EXERCISE AIM.
Among the entries below, one line contains "let t = Criterion::HalfBit.threshold(4);" and another contains "for c in Criterion::ALL". Transcribe those two lines and every line between them, exactly.

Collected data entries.
☆ ☆ ☆ ☆ ☆ ☆ ☆
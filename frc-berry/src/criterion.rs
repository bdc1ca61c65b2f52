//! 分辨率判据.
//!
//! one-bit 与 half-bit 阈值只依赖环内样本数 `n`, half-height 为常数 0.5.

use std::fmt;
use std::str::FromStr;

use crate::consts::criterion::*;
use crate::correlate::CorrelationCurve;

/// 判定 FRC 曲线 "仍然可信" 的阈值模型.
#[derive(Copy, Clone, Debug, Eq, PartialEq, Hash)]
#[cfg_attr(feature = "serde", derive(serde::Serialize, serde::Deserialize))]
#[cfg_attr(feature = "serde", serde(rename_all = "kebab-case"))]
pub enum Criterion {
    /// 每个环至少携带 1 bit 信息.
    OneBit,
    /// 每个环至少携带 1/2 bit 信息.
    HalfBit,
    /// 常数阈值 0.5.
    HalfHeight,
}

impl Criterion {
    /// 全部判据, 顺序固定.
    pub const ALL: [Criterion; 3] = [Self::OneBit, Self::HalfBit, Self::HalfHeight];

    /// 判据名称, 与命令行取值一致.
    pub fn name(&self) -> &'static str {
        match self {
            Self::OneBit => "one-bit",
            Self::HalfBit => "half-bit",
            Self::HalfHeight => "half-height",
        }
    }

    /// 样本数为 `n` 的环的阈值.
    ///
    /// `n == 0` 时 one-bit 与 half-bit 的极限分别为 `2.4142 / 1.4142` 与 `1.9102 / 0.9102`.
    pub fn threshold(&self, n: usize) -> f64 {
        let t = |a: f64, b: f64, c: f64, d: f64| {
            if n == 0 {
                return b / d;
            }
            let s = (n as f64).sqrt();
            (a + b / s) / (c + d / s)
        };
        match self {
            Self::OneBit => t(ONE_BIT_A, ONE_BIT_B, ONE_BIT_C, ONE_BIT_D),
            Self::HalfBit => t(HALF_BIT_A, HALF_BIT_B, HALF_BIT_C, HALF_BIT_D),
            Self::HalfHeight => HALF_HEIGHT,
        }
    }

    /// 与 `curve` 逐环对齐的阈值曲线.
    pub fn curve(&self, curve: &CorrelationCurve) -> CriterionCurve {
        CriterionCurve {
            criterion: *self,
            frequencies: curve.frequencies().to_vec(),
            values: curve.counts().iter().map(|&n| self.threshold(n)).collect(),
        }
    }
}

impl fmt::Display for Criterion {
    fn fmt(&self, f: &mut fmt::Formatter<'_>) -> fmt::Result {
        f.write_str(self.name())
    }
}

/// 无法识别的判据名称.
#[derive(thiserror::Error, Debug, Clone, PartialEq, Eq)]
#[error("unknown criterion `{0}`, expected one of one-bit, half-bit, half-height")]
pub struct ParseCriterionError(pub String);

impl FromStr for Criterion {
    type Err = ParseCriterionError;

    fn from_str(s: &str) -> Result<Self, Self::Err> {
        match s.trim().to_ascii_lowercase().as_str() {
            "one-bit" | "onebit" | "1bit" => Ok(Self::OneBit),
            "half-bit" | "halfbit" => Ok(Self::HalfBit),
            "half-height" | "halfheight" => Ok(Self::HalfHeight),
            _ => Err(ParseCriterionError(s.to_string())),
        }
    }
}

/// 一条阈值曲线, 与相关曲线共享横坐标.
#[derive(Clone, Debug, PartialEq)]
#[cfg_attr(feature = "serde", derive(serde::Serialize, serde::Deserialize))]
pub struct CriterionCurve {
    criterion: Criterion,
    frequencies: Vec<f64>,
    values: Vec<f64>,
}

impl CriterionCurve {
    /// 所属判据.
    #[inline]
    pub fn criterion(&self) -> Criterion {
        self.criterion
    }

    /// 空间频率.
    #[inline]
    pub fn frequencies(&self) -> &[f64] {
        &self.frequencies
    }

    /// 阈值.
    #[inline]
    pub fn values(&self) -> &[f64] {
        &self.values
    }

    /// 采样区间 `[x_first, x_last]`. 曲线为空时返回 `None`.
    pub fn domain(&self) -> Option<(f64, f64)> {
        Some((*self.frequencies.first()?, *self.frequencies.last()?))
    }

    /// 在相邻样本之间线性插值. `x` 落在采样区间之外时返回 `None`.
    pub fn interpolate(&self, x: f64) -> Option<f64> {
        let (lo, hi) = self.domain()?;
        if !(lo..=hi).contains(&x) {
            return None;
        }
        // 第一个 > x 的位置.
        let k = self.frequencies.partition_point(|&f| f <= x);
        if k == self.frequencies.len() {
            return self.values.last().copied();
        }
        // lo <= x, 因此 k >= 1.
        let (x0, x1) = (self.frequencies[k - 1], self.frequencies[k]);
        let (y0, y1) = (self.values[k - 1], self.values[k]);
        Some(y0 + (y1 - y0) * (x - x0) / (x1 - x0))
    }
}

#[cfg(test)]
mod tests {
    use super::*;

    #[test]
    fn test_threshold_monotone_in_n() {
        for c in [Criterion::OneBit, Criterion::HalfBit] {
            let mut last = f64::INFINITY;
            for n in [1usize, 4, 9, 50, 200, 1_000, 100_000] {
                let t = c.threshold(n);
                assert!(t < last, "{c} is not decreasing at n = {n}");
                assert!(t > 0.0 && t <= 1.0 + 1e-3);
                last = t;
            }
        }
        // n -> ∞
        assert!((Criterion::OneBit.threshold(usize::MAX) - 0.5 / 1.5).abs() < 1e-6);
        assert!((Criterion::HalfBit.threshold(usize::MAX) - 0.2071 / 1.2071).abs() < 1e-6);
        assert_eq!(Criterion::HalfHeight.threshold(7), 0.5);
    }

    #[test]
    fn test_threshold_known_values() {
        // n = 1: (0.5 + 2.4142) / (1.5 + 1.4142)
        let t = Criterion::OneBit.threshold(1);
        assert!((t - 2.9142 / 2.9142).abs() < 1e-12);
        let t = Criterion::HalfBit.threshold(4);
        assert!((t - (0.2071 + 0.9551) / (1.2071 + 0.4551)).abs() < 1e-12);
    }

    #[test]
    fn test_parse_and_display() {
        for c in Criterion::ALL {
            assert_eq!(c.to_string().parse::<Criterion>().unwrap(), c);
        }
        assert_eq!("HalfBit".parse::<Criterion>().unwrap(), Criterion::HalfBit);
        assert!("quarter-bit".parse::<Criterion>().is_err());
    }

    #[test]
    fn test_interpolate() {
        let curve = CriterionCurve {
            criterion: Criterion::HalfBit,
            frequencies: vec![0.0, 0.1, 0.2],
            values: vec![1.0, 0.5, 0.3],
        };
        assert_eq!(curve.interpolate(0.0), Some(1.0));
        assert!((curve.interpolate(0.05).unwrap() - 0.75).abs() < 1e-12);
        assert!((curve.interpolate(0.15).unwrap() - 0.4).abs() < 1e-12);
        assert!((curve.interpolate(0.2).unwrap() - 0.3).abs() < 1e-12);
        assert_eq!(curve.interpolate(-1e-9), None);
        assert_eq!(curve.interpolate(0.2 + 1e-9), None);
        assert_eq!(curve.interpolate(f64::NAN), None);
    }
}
☆ ☆ ☆ ☆ ☆ ☆ ☆
WRITTEN SOLUTION.
        let t = Criterion::HalfBit.threshold(4);
        assert!((t - (0.2071 + 0.9551) / (1.2071 + 0.4551)).abs() < 1e-12);
    }

    #[test]
    fn test_parse_and_display() {
        for c in Criterion::ALL {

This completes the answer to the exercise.